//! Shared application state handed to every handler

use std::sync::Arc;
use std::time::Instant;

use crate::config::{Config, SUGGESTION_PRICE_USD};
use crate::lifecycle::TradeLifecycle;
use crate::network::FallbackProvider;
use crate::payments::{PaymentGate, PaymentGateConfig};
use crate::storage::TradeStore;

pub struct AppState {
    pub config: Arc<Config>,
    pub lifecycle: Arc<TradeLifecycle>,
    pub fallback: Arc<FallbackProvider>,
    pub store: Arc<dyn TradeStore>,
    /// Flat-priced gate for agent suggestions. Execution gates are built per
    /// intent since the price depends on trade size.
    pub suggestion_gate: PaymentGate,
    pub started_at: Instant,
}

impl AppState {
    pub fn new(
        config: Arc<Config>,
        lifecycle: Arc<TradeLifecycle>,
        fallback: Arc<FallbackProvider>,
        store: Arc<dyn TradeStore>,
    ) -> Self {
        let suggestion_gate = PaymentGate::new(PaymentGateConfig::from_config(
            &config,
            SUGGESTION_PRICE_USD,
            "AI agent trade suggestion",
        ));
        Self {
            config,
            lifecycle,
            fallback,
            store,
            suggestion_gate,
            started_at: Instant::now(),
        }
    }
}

━━━━━━━━━━

▶ **Task brief**
Going through the entries above, count each line that has the word "PaymentGate" and report only the count.

▶ **Response below**
3